Francesco Villamena’s engraving (1603) after Michelangelo’s fresco, “The Last Judgement” (1535–41)


Francesco Villamena (1564–1624)
“The Last Judgement”, 1603, after Michelangelo’s (1475–1564) fresco in the Sistine Chapel.
Engraving on laid paper.

Size: (sheet) 27.4 x 22.3 cm; (plate) 22.4 x 17.3 cm
Inscribed within the image borderline at lower left: “Mich.Ang. / bonarota inué.”
Lettered below the image borderline: “Videbύt filium hominis uenientem in nubibus cœli cύ uirtute multa et maiestate. Matth.xxiiij.” (See the Son of man coming in the clouds of heaven with power and great glory. Matthew [24:30])

Nagler 48 (G K Nagler 1858, “Die Monogrammisten”, 5 vols, Munich)

Condition: strong impression and based on the crisp quality of the lines it is most likely a lifetime impression with relatively wide margins varying in size from 1.7 cm on the left to 3.5 cm on the right side. The image area is almost perfect with only minor (i.e. nearly invisible) stains and the margins show only light signs of handling and two small worm holes (at lower left) that are well away from the image.

I am selling this remarkable document of how Michelangelo’s masterpiece was perceived by a well-known engraver in 1603 for AU$252 (currently US$190.09/EUR170.30/GBP150.17 at the time of this listing) including postage and handling to anywhere in the world.
If you are interested in purchasing this very early graphic translation of the famous fresco in the Sistine Chapel, please contact me (oz_jim@printsandprinciples.com) and I will send you a PayPal invoice to make the payment easy.

This print has been sold


This is the second interpretative print of Michelangelo’s famous painting that I am showing (see my earlier discussion of Léonard Gaultier’s print: http://www.printsandprinciples.com/2016/10/leonard-gaultiers-17th-century.html) and in my next listing I will show a third version.

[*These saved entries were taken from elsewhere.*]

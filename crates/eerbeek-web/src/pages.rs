// SPDX-FileCopyrightText: 2026 ICT Eerbeek Contributors
// SPDX-License-Identifier: MIT OR Apache-2.0

//! Server-rendered marketing pages.
//!
//! Each page body is a Handlebars template rendered first and then placed
//! unescaped into the shared `base` layout. Templates are compiled into the
//! binary.

use axum::{
    extract::State,
    http::StatusCode,
    response::{Html, IntoResponse, Response},
};
use chrono::{Datelike, Utc};
use eerbeek_core::EerbeekError;
use handlebars::Handlebars;
use serde::Serialize;

use crate::server::WebState;

const BASE_TEMPLATE: &str = "base";

/// A page of the site.
#[derive(Debug, Clone, Copy, PartialEq, Eq)]
pub enum Page {
    Home,
    Diensten,
    OverOns,
    Contact,
    Privacybeleid,
    NotFound,
}

impl Page {
    pub const ALL: [Page; 6] = [
        Page::Home,
        Page::Diensten,
        Page::OverOns,
        Page::Contact,
        Page::Privacybeleid,
        Page::NotFound,
    ];

    /// Template name, also used to mark the active navigation link.
    pub fn name(self) -> &'static str {
        match self {
            Page::Home => "home",
            Page::Diensten => "diensten",
            Page::OverOns => "over-ons",
            Page::Contact => "contact",
            Page::Privacybeleid => "privacybeleid",
            Page::NotFound => "not-found",
        }
    }

    pub fn title(self) -> &'static str {
        match self {
            Page::Home => "Home",
            Page::Diensten => "Onze Diensten",
            Page::OverOns => "Over ICT Eerbeek",
            Page::Contact => "Contact",
            Page::Privacybeleid => "Privacybeleid",
            Page::NotFound => "Pagina niet gevonden",
        }
    }

    pub fn description(self) -> &'static str {
        match self {
            Page::Home => {
                "ICT Eerbeek - Uw betrouwbare partner voor alle ICT-oplossingen in Eerbeek en omgeving. Netwerk & security, website ontwerp, IoT & AI oplossingen, en computerhulp."
            }
            Page::Diensten => {
                "Ontdek ons uitgebreide aanbod van ICT-oplossingen: netwerk & security, website & logo ontwerp, IoT & AI oplossingen, en all-round computerhulp."
            }
            Page::OverOns => {
                "Leer meer over ICT Eerbeek, ons team, onze missie en onze passie voor technologie. Uw betrouwbare ICT-partner in Eerbeek."
            }
            Page::Contact => {
                "Neem contact op met ICT Eerbeek voor al uw vragen over netwerk & security, website ontwerp, IoT & AI oplossingen, en computerhulp."
            }
            Page::Privacybeleid => {
                "Lees het privacybeleid van ICT Eerbeek. Wij respecteren uw privacy en zorgen voor een veilige verwerking van uw persoonsgegevens."
            }
            Page::NotFound => "De opgevraagde pagina bestaat niet.",
        }
    }

    fn source(self) -> &'static str {
        match self {
            Page::Home => include_str!("../templates/home.hbs"),
            Page::Diensten => include_str!("../templates/diensten.hbs"),
            Page::OverOns => include_str!("../templates/over-ons.hbs"),
            Page::Contact => include_str!("../templates/contact.hbs"),
            Page::Privacybeleid => include_str!("../templates/privacybeleid.hbs"),
            Page::NotFound => include_str!("../templates/not-found.hbs"),
        }
    }
}

#[derive(Serialize)]
struct PageContext<'a> {
    site_name: &'a str,
    title: &'a str,
    description: &'a str,
    page: &'a str,
    year: i32,
    chat_enabled: bool,
    content: String,
}

/// Handlebars registry holding the layout and every page body.
pub struct PageRenderer {
    registry: Handlebars<'static>,
    site_name: String,
}

impl PageRenderer {
    /// Compile all embedded templates.
    pub fn new(site_name: impl Into<String>) -> Result<Self, EerbeekError> {
        let mut registry = Handlebars::new();
        registry.set_strict_mode(true);
        registry
            .register_template_string(BASE_TEMPLATE, include_str!("../templates/base.hbs"))
            .map_err(|e| EerbeekError::Internal(format!("invalid template `base`: {e}")))?;
        for page in Page::ALL {
            registry
                .register_template_string(page.name(), page.source())
                .map_err(|e| {
                    EerbeekError::Internal(format!("invalid template `{}`: {e}", page.name()))
                })?;
        }
        Ok(Self {
            registry,
            site_name: site_name.into(),
        })
    }

    /// Render `page` inside the base layout.
    pub fn render(&self, page: Page, chat_enabled: bool) -> Result<String, EerbeekError> {
        let mut ctx = PageContext {
            site_name: &self.site_name,
            title: page.title(),
            description: page.description(),
            page: page.name(),
            year: Utc::now().year(),
            chat_enabled,
            content: String::new(),
        };
        ctx.content = self
            .registry
            .render(page.name(), &ctx)
            .map_err(|e| EerbeekError::Internal(format!("failed to render `{}`: {e}", page.name())))?;
        self.registry
            .render(BASE_TEMPLATE, &ctx)
            .map_err(|e| EerbeekError::Internal(format!("failed to render layout: {e}")))
    }
}

fn render_page(state: &WebState, page: Page, status: StatusCode) -> Response {
    match state.pages.render(page, state.chat.is_some()) {
        Ok(html) => (status, Html(html)).into_response(),
        Err(e) => {
            tracing::error!(error = %e, page = page.name(), "page rendering failed");
            (StatusCode::INTERNAL_SERVER_ERROR, "Interne serverfout").into_response()
        }
    }
}

/// GET /
pub async fn home(State(state): State<WebState>) -> Response {
    render_page(&state, Page::Home, StatusCode::OK)
}

/// GET /diensten
pub async fn diensten(State(state): State<WebState>) -> Response {
    render_page(&state, Page::Diensten, StatusCode::OK)
}

/// GET /over-ons
pub async fn over_ons(State(state): State<WebState>) -> Response {
    render_page(&state, Page::OverOns, StatusCode::OK)
}

/// GET /contact
pub async fn contact(State(state): State<WebState>) -> Response {
    render_page(&state, Page::Contact, StatusCode::OK)
}

/// GET /privacybeleid
pub async fn privacybeleid(State(state): State<WebState>) -> Response {
    render_page(&state, Page::Privacybeleid, StatusCode::OK)
}

/// Fallback for unknown routes.
pub async fn not_found(State(state): State<WebState>) -> Response {
    render_page(&state, Page::NotFound, StatusCode::NOT_FOUND)
}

What I find fascinating about each artist’s attempt to use only black lines to reproduce the huge colour fresco is not just that the painting looks very different in the copies—I would be very disappointed if they all looked identical!—but rather that the mindset of each artist is so accessible by studying their interpretations.

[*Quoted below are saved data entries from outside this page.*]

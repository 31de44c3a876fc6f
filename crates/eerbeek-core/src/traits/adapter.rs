// SPDX-FileCopyrightText: 2026 ICT Eerbeek Contributors
// SPDX-License-Identifier: MIT OR Apache-2.0

//! Base adapter trait that all adapters must implement.

use async_trait::async_trait;

use crate::error::EerbeekError;
use crate::types::{AdapterType, HealthStatus};

/// The base trait for storage and chat adapters.
///
/// Provides identity, lifecycle and health check capabilities.
#[async_trait]
pub trait PluginAdapter: Send + Sync + 'static {
    /// Returns the human-readable name of this adapter instance.
    fn name(&self) -> &str;

    /// Returns the semantic version of this adapter.
    fn version(&self) -> semver::Version;

    /// Returns the kind of adapter.
    fn adapter_type(&self) -> AdapterType;

    /// Performs a health check and returns the adapter's current status.
    async fn health_check(&self) -> Result<HealthStatus, EerbeekError>;

    /// Gracefully shuts down the adapter, releasing any held resources.
    async fn shutdown(&self) -> Result<(), EerbeekError>;
}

In Villamena’s copy, for example, the comparatively wide gaps between lines and the insensitivity in the modelling of the figures—a value judgement based solely on my personal opinion—suggests that this artist was geared to create his plate in a hurry for the ready market of folk interested in Michelangelo’s painting at the time. My reading of the artist’s mindset to use the print for monetary gain is arguably supported by the decorative frame of egg-and-dart ornamentation that Villamena has added to the image to make Michelangelo’s painting more attractive—at least to Villamena’s way of thinking.

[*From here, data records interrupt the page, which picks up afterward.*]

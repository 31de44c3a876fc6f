// SPDX-FileCopyrightText: 2026 ICT Eerbeek Contributors
// SPDX-License-Identifier: MIT OR Apache-2.0

//! Typed query modules.

pub mod contacts;
// SPDX-FileCopyrightText: 2026 ICT Eerbeek Contributors
// SPDX-License-Identifier: MIT OR Apache-2.0

//! Wire types for the Gemini `generateContent` endpoint.

use serde::{Deserialize, Serialize};

/// Request body for `models/{model}:generateContent`.
#[derive(Debug, Clone, Serialize)]
pub struct GenerateContentRequest {
    pub contents: Vec<Content>,
}

impl GenerateContentRequest {
    /// A single-turn user prompt.
    pub fn user_text(text: &str) -> Self {
        Self {
            contents: vec![Content {
                role: Some("user".to_string()),
                parts: vec![Part {
                    text: Some(text.to_string()),
                }],
            }],
        }
    }
}

/// One turn of a conversation.
#[derive(Debug, Clone, Default, Serialize, Deserialize)]
pub struct Content {
    #[serde(default, skip_serializing_if = "Option::is_none")]
    pub role: Option<String>,
    #[serde(default)]
    pub parts: Vec<Part>,
}

/// A content part. Only text parts are used; others deserialize with `text: None`.
#[derive(Debug, Clone, Default, Serialize, Deserialize)]
pub struct Part {
    #[serde(default, skip_serializing_if = "Option::is_none")]
    pub text: Option<String>,
}

/// Response body of `generateContent`.
#[derive(Debug, Clone, Default, Deserialize)]
#[serde(rename_all = "camelCase")]
pub struct GenerateContentResponse {
    #[serde(default)]
    pub candidates: Vec<Candidate>,
}

impl GenerateContentResponse {
    /// Text of the first part of the first candidate, if any.
    pub fn first_text(&self) -> Option<&str> {
        self.candidates
            .first()
            .and_then(|c| c.content.as_ref())
            .and_then(|content| content.parts.first())
            .and_then(|part| part.text.as_deref())
    }
}

#[derive(Debug, Clone, Default, Deserialize)]
#[serde(rename_all = "camelCase")]
pub struct Candidate {
    #[serde(default)]
    pub content: Option<Content>,
    #[serde(default)]
    pub finish_reason: Option<String>,
}

/// Error envelope returned by Google APIs.
#[derive(Debug, Clone, Deserialize)]
pub struct ApiErrorResponse {
    pub error: ApiErrorBody,
}

#[derive(Debug, Clone, Deserialize)]
pub struct ApiErrorBody {
    #[serde(default)]
    pub code: u16,
    #[serde(default)]
    pub message: String,
    #[serde(default)]
    pub status: String,
}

Of course, just because an artist may have the mission to make money out of a print does not mean that the artwork is handled in a completely perfunctory way. Certainly, in the case of this print the aesthetic mindset that crafted the image is clear. Note, for example, how Villamena understood Michelangelo’s notion of compositional flow so that the groupings of figures create interlocking rhythms giving visual coherence to the image—a clarity in Villamena’s articulation of rhythms that is not so apparent in Léonard Gaultier’s version. Note also how Villamena has consciously used light and shade to simplify what may otherwise have been a complicated seething mass of figures into groups modelled with tone like a bas-relief.